Academics will argue that parents of babies and toddlers - especially mothers - are subject to ridiculous levels of pressure to "get things right" that leads to "unwarranted anxieties and guilt".
Led by John Bruer, author of The Myth of the First Three Years, they say the neuroscience backing claims of the importance of parental connection in the early years has been hyped and that social policy focusing on the parent-child bond is "a waste of resources".
The conference reflects views that have been developing for a while. These take a stance against the arguments largely based on nurture theory which are advanced by the likes of psychotherapists such as Oliver James, author of They F*** You Up, and Sue Gerhardt, author of Why Love Matters. For a decade, this camp has argued persuasively that all the research shows children become psychologically and emotionally hardwired in the first three years and that the support of a close parental figure is crucial.
Gerhardt has warned of the potentially damaging effects of poor quality childcare: "Babies need to be with people they are attached to well beyond nine months," she says. "The first two or three years are the crucial window when various systems which manage emotions are put into place. In particular, it is when we learn to exercise self-control and to be aware of other people's needs. Without these basic emotional skills children may not grow up emotionally competent."
Much of Gerhardt's research is about the effect of the hormone cortisol, which is produced in the brain at times of distress. In normal situations, cortisol production is not harmful, but if a baby or toddler is left uncomforted for too long or exposed excessively to a stressful situation, the cortisol levels will spike. This is linked to depression and anxiety, and, alternately, to violence and aggression.
The effect of these views has been far-reaching, especially for working parents who rely on childcare. Last week a friend, the father of a 10-month-old boy, said to me sadly: "We've had to put him in nursery. It was either that or not have him (their son) at all." He works in the public sector. His wife is a teacher. Like many, they see childcare as a compromise.
For the anti-nurture camp, this emergence of guilty parenting is disturbing. They contend that children are resilient and continue to develop throughout their lives. As sociologist Ellie Lee of the University of Kent puts it: "It's making motherhood into a miserable enterprise when it should be fun and life-enhancing. Also, there is no culture of supporting parents, so they end up thinking, 'If I don't do this for my child, no one will'."

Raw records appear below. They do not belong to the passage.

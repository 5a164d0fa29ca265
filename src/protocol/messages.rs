//! Processor/dispatcher exchange documents.

use serde::{Deserialize, Serialize};

use crate::models::{FunctionDescriptor, TaskId};

/// Periodic heartbeat from a processor. Carries identity when the
/// processor has one; a blank report means the processor is asking to be
/// registered.
#[derive(Debug, Clone, Serialize, Deserialize)]
pub struct KeepAliveRequest {
    pub processor: ProcessorReport,
    #[serde(default)]
    pub cores: Vec<CoreReport>,
    /// Digests of function artifacts the processor already holds verified.
    #[serde(default)]
    pub held_function_digests: Vec<String>,
}

#[derive(Debug, Clone, Serialize, Deserialize)]
pub struct ProcessorReport {
    #[serde(default)]
    pub processor_id: Option<i64>,
    #[serde(default)]
    pub session_id: Option<String>,
    pub hostname: String,
    /// Capability codes this processor's environment provides.
    #[serde(default)]
    pub capabilities: Vec<String>,
}

/// One worker core as the processor sees it.
#[derive(Debug, Clone, Serialize, Deserialize)]
pub struct CoreReport {
    pub code: String,
    #[serde(default)]
    pub core_id: Option<i64>,
    /// Task the core is currently working on, if any.
    #[serde(default)]
    pub current_task: Option<TaskId>,
}

#[derive(Debug, Clone, Default, Serialize, Deserialize)]
pub struct KeepAliveResponse {
    /// Present when the dispatcher (re)assigned identity; the processor
    /// must adopt it and discard its previous one.
    #[serde(default)]
    pub assignment: Option<ProcessorAssignment>,
    #[serde(default)]
    pub core_assignments: Vec<CoreAssignment>,
    /// Descriptors of functions the processor is missing and should
    /// download and install.
    #[serde(default)]
    pub function_deltas: Vec<FunctionDescriptor>,
    #[serde(default)]
    pub commands: Vec<DispatcherCommand>,
}

/// Administrative command carried in a keep-alive response.
#[derive(Debug, Clone, Copy, PartialEq, Eq, Serialize, Deserialize)]
#[serde(rename_all = "snake_case")]
pub enum DispatcherCommand {
    /// The reported identity is dead; adopt the assignment carried in the
    /// same response and resend anything still in flight.
    ReRegister,
    /// Nothing is runnable; stop asking for tasks until a later
    /// keep-alive arrives without this command.
    GoIdle,
}

#[derive(Debug, Clone, Serialize, Deserialize)]
pub struct ProcessorAssignment {
    pub processor_id: i64,
    pub session_id: String,
}

#[derive(Debug, Clone, Serialize, Deserialize)]
pub struct CoreAssignment {
    pub code: String,
    pub core_id: i64,
}

/// Task-channel request: completion reports plus an optional ask for new
/// work. Results and the ask travel together so one round trip both
/// reports and refills a core.
#[derive(Debug, Clone, Serialize, Deserialize)]
pub struct ProcessorRequest {
    pub processor_id: i64,
    pub session_id: String,
    #[serde(default)]
    pub results: Vec<TaskResultReport>,
    #[serde(default)]
    pub task_request: Option<TaskRequest>,
}

#[derive(Debug, Clone, Serialize, Deserialize)]
pub struct TaskResultReport {
    pub task_id: TaskId,
    pub ok: bool,
    #[serde(default)]
    pub error: Option<String>,
}

#[derive(Debug, Clone, Serialize, Deserialize)]
pub struct TaskRequest {
    pub core_code: String,
    #[serde(default)]
    pub capabilities: Vec<String>,
}

#[derive(Debug, Clone, Default, Serialize, Deserialize)]
pub struct DispatcherResponse {
    /// Task ids whose results were applied, so the processor may drop them
    /// from its resend queue.
    #[serde(default)]
    pub accepted_results: Vec<TaskId>,
    #[serde(default)]
    pub assigned_task: Option<AssignedTask>,
    /// Set when the session is stale; the processor must re-register over
    /// the keep-alive channel before asking again.
    #[serde(default)]
    pub unknown_session: bool,
}

#[derive(Debug, Clone, Serialize, Deserialize)]
pub struct AssignedTask {
    pub task_id: TaskId,
    pub exec_context_id: i64,
    /// Versioned task-params document, see
    /// [`decode_task_params`](crate::protocol::decode_task_params).
    pub params: String,
}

This week's conference will focus on the effect on women of this intense focus on the early years. Glenda Wall, a sociology professor from Wilfrid Laurier University in Ontario, will present a paper based on interviews with middle-class Canadian mothers. "The focus on maximising children's brain development has had the effect of further intensifying the job of mothering," she writes. "Not only are mothers responsible for children's physical health and safety (the standards of which are also increasing), their psychological health and happiness, but now also their future brain potential and intelligence."
Her case studies include comments like: "I have gained 60lb in four years. If I went and worked out, I would feel so guilty that I wasn't spending time with my son." When one mother was asked about recreational time alone with her spouse, she said: "We were together 10 years before our son was born. We are devoted to our son. My recreation time and my entertainment time is my son."

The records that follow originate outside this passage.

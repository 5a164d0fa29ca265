//! # Keep-Alive Protocol
//!
//! Processor registration and liveness. A processor arrives with no
//! identity and is assigned a processor id plus a session id on its first
//! heartbeat; every later heartbeat refreshes the session. A heartbeat
//! carrying an id the dispatcher does not recognize (a dispatcher restart,
//! or an evicted record) gets a fresh identity assigned, which the
//! processor must adopt wholesale.
//!
//! Records that go quiet past the configured timeout are evicted; their
//! in-flight tasks are released back to ready by the assignment ledger.

use std::collections::HashMap;
use std::sync::Arc;

use chrono::{DateTime, Duration, Utc};
use dashmap::DashMap;
use tracing::{info, instrument, warn};

use crate::models::IdGenerator;
use crate::protocol::{
    CoreAssignment, CoreReport, DispatcherCommand, KeepAliveRequest, KeepAliveResponse,
    ProcessorAssignment,
};

/// What the dispatcher remembers about one processor.
#[derive(Debug, Clone)]
pub struct ProcessorRecord {
    pub processor_id: i64,
    pub session_id: String,
    pub hostname: String,
    pub capabilities: Vec<String>,
    pub last_seen: DateTime<Utc>,
    /// Core code -> assigned core id.
    pub cores: HashMap<String, i64>,
}

pub struct KeepAliveService {
    ids: Arc<IdGenerator>,
    processors: DashMap<i64, ProcessorRecord>,
    timeout: Duration,
}

impl KeepAliveService {
    pub fn new(ids: Arc<IdGenerator>, timeout_secs: u64) -> Self {
        Self {
            ids,
            processors: DashMap::new(),
            timeout: Duration::seconds(timeout_secs as i64),
        }
    }

    /// Handle one heartbeat.
    #[instrument(skip(self, request), fields(hostname = %request.processor.hostname))]
    pub fn process(&self, request: KeepAliveRequest) -> KeepAliveResponse {
        let refreshed = request
            .processor
            .processor_id
            .zip(request.processor.session_id.clone())
            .and_then(|(id, session)| {
                let mut record = self.processors.get_mut(&id)?;
                if record.session_id != session {
                    return None;
                }
                record.last_seen = Utc::now();
                record.capabilities = request.processor.capabilities.clone();
                Some(assign_cores(&self.ids, &mut record, &request.cores))
            });

        match refreshed {
            Some(core_assignments) => KeepAliveResponse {
                assignment: None,
                core_assignments,
                function_deltas: vec![],
                commands: vec![],
            },
            None => {
                let mut commands = vec![];
                if request.processor.processor_id.is_some() {
                    warn!(
                        stale_processor_id = ?request.processor.processor_id,
                        "heartbeat with unknown identity, reassigning"
                    );
                    commands.push(DispatcherCommand::ReRegister);
                }
                let mut record = ProcessorRecord {
                    processor_id: self.ids.next_id(),
                    session_id: uuid::Uuid::new_v4().to_string(),
                    hostname: request.processor.hostname.clone(),
                    capabilities: request.processor.capabilities.clone(),
                    last_seen: Utc::now(),
                    cores: HashMap::new(),
                };
                let core_assignments = assign_cores(&self.ids, &mut record, &request.cores);
                let assignment = ProcessorAssignment {
                    processor_id: record.processor_id,
                    session_id: record.session_id.clone(),
                };
                info!(processor_id = record.processor_id, "processor registered");
                self.processors.insert(record.processor_id, record);
                KeepAliveResponse {
                    assignment: Some(assignment),
                    core_assignments,
                    function_deltas: vec![],
                    commands,
                }
            }
        }
    }

    /// Whether this (processor, session) pair is currently valid.
    pub fn validate_session(&self, processor_id: i64, session_id: &str) -> bool {
        self.processors
            .get(&processor_id)
            .is_some_and(|r| r.session_id == session_id)
    }

    pub fn record(&self, processor_id: i64) -> Option<ProcessorRecord> {
        self.processors.get(&processor_id).map(|r| r.clone())
    }

    /// Evict processors that have been quiet past the timeout. Returns the
    /// evicted ids so the caller can release their assignments.
    pub fn evict_stale(&self, now: DateTime<Utc>) -> Vec<i64> {
        let deadline = now - self.timeout;
        let stale: Vec<i64> = self
            .processors
            .iter()
            .filter(|r| r.last_seen < deadline)
            .map(|r| r.processor_id)
            .collect();
        for id in &stale {
            self.processors.remove(id);
            warn!(processor_id = id, "processor evicted after silence");
        }
        stale
    }

    pub fn len(&self) -> usize {
        self.processors.len()
    }

    pub fn is_empty(&self) -> bool {
        self.processors.is_empty()
    }
}

/// Ensure every reported core has an id, reusing ids across heartbeats so
/// a core keeps its identity for as long as the processor does.
fn assign_cores(
    ids: &IdGenerator,
    record: &mut ProcessorRecord,
    reported: &[CoreReport],
) -> Vec<CoreAssignment> {
    reported
        .iter()
        .map(|core| {
            let core_id = *record
                .cores
                .entry(core.code.clone())
                .or_insert_with(|| ids.next_id());
            CoreAssignment {
                code: core.code.clone(),
                core_id,
            }
        })
        .collect()
}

Wall adds: "The mothers in my study were typical in the sense they were more likely to be the ones in the family who made career sacrifices and cut back on hours at work to make extra time to spend with their children." And we do this, it is said, because we want to do the "right thing".
"Parenting expertise takes parental deficit as its presumption," says sociologist Frank Furedi, also speaking at the conference. "There is a fear about what would happen if mothers, particularly, were not existentially and emotionally close to their children."

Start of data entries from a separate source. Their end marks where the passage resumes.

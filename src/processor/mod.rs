//! # Processor
//!
//! The worker-side half of the engine: core slots, the requestor that
//! talks to dispatchers, and the verified function cache those parts
//! share. Actual function execution is environment-specific and plugs in
//! behind the requestor; this module handles coordination only.

pub mod cores;
pub mod requestor;

pub use cores::{CoreSlot, CoreSlots};
pub use requestor::{DispatcherLink, ProcessorRequestor};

Psychologist Stuart Derbyshire of the University of Birmingham recently wrote a stinging polemic for Spiked online about what he calls "the pseudo-science of the parent bashers". He argues that the popular idea that a person's fate is determined in the first five years of life is "completely baseless". "Any deficiency that children may suffer due to the inadequacies of their early years can be addressed later in their lives. Scientists who opportunistically promote early-years intervention to justify publications and grants risk turning neuroscience into a joke."
Many experts now argue that we simply cannot draw meaningful conclusions from the neuroscientific data available. Warnings of the dangers of "neurotrash" or "neuro nonsense" are gaining ground, voiced by the likes of philosopher Raymond Tallis and neuroscientist Cordelia Fine. John Bruer is against what he sees as a trend of using "neuro facts" to back up parenting theories and public policy. "Parents have been sold a bill of goods that is highly destructive, because it overemphasises infant and toddler nurturing to the detriment of long-term parental and educational responsibilities."